Por Rafael Iturriaga Nieva
Consejero del Tribunal Vasco de Cuentas
La preciosa Universidad de Alicante, caso único que yo conozca de centro académico amplio, ordenado y limpio (ni una sola pintada ni un cartel pegado fuera de su lugar) cuenta, además de la presencia emérita de nuestro Ramón Martín Mateo, con alguna que otra iniciativa digna de excelencia académica y del placer del encuentro y el debate como el Master Eurolatinoamericano de Ciencia Política impartido bajo la dirección del siempre inquieto catedrático José Manuel Canales.
Tuvo el profesor Canales la idea de ofrecer a sus alumnos en las postrimerías del de curso una especie de “traca final” en forma de Mesa Redonda sobre el “Presente y el Futuro de la Fiscalización de la Gestión y el Gasto Público” (oportunamente convocada como tal traca pues se celebró la víspera de la mismísima “Nit del Foc” alicantina).
La mesa estuvo compuesta, además de por el catedrático convocante, por Rafael Medina, Presidente de la Audiencia de Cuentas de Canarias; Antonio Arias, Síndico, miembro de la Sindicatura de Cuentas del Principado de Asturias; Antonio Mira, Síndico de la de Valencia; Ramón Muñoz, Consejero Emérito del Tribunal de Cuentas de España y yo mismo, consejero del Tribunal Vasco de Cuentas Públicas.

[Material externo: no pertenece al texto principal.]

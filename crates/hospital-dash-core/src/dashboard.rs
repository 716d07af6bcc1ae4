//! Dashboard aggregates derived from the patient, surgery and supply lists.

use chrono::NaiveDate;

use crate::models::{Supply, Surgery};

/// Default number of items shown in each dashboard list.
pub const DEFAULT_PREVIEW_LIMIT: usize = 5;

/// Surgery counters and the upcoming preview.
#[derive(Debug, Clone, PartialEq)]
pub struct SurgeryOverview {
    pub total: usize,
    /// Upcoming across the whole list, not just the preview
    pub upcoming_count: usize,
    /// First `limit` upcoming surgeries, in API order
    pub upcoming: Vec<Surgery>,
}

impl SurgeryOverview {
    pub fn from_surgeries(surgeries: Vec<Surgery>, today: NaiveDate, limit: usize) -> Self {
        let total = surgeries.len();
        let upcoming: Vec<Surgery> = surgeries
            .into_iter()
            .filter(|s| s.is_upcoming(today))
            .collect();
        let upcoming_count = upcoming.len();

        Self {
            total,
            upcoming_count,
            upcoming: upcoming.into_iter().take(limit).collect(),
        }
    }
}

/// Low-stock counter and preview.
#[derive(Debug, Clone, PartialEq)]
pub struct StockOverview {
    pub low_stock_count: usize,
    /// First `limit` low-stock supplies, in API order
    pub low_stock: Vec<Supply>,
}

impl StockOverview {
    pub fn from_supplies(supplies: Vec<Supply>, limit: usize) -> Self {
        let low: Vec<Supply> = supplies.into_iter().filter(Supply::is_low_stock).collect();
        Self {
            low_stock_count: low.len(),
            low_stock: low.into_iter().take(limit).collect(),
        }
    }
}

/// Everything the dashboard panel shows. Each part is filled by its own
/// fetch; `None` means that fetch has not succeeded yet.
#[derive(Debug, Clone, Default, PartialEq)]
pub struct DashboardSummary {
    pub total_patients: Option<usize>,
    pub surgeries: Option<SurgeryOverview>,
    pub stock: Option<StockOverview>,
}

#[cfg(test)]
mod tests {
    use super::*;
    use crate::models::SurgeryStatus;

    fn surgery(id: i64, status: SurgeryStatus, date: &str) -> Surgery {
        Surgery {
            id,
            patient_id: Some(1),
            patient_name: "Jane Doe".into(),
            doctor_id: Some(2),
            doctor_name: "Grey".into(),
            operating_room_id: Some(3),
            operating_room_name: Some("OR-1".into()),
            surgery_type: "Appendectomy".into(),
            scheduled_date: date.into(),
            start_time: "09:00".into(),
            end_time: "10:00".into(),
            status,
            notes: None,
            supplies: vec![],
        }
    }

    fn supply(id: i64, quantity: i64, min: i64) -> Supply {
        Supply {
            id,
            name: format!("Supply {}", id),
            category: None,
            unit: "units".into(),
            quantity,
            min_stock_level: min,
            max_stock_level: 100,
        }
    }

    #[test]
    fn test_upcoming_excludes_closed_statuses() {
        let today = NaiveDate::from_ymd_opt(2026, 5, 1).unwrap();
        let overview = SurgeryOverview::from_surgeries(
            vec![
                surgery(1, SurgeryStatus::Scheduled, "2026-05-01"),
                surgery(2, SurgeryStatus::Completed, "2026-05-02"),
                surgery(3, SurgeryStatus::InProgress, "2026-05-03"),
            ],
            today,
            DEFAULT_PREVIEW_LIMIT,
        );
        assert_eq!(overview.total, 3);
        assert_eq!(overview.upcoming_count, 2);
        assert_eq!(
            overview.upcoming.iter().map(|s| s.id).collect::<Vec<_>>(),
            vec![1, 3]
        );
    }

    #[test]
    fn test_upcoming_preview_truncates_but_counts_all() {
        let today = NaiveDate::from_ymd_opt(2026, 5, 1).unwrap();
        let surgeries = (1..=8)
            .map(|id| surgery(id, SurgeryStatus::Scheduled, "2026-06-01"))
            .collect();
        let overview = SurgeryOverview::from_surgeries(surgeries, today, 5);
        assert_eq!(overview.upcoming_count, 8);
        assert_eq!(overview.upcoming.len(), 5);
        assert_eq!(overview.upcoming[4].id, 5);
    }

    #[test]
    fn test_past_surgeries_are_not_upcoming() {
        let today = NaiveDate::from_ymd_opt(2026, 5, 1).unwrap();
        let overview = SurgeryOverview::from_surgeries(
            vec![surgery(1, SurgeryStatus::Postponed, "2026-04-30")],
            today,
            5,
        );
        assert_eq!(overview.upcoming_count, 0);
    }

    #[test]
    fn test_low_stock() {
        let overview = StockOverview::from_supplies(vec![supply(1, 5, 10), supply(2, 15, 10)], 5);
        assert_eq!(overview.low_stock_count, 1);
        assert_eq!(overview.low_stock[0].id, 1);
    }
}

La cuestión planteada (nada menos que el presente y el futuro de la fiscalización) era lo suficientemente abierta como para que los enfoques de los distintos ponentes fuesen variados y para que los alumnos que participaron en el vivo debate posterior sacaran por lo menos la impresión de que la fiscalización del sector público es todo menos sencilla y pacífica, aún a pesar de la imagen algo ceremoniosa que se suele tener de nuestra tarea.
Cuando hablamos de “lo público” estamos refiriéndonos, sin nombrarlo, al poder, al poder político, unas veces encorsetado, camuflado otras y adornado siempre con un ropaje jurídico y técnico que muda con vertiginosa velocidad de formidable armadura a mísero taparrabos.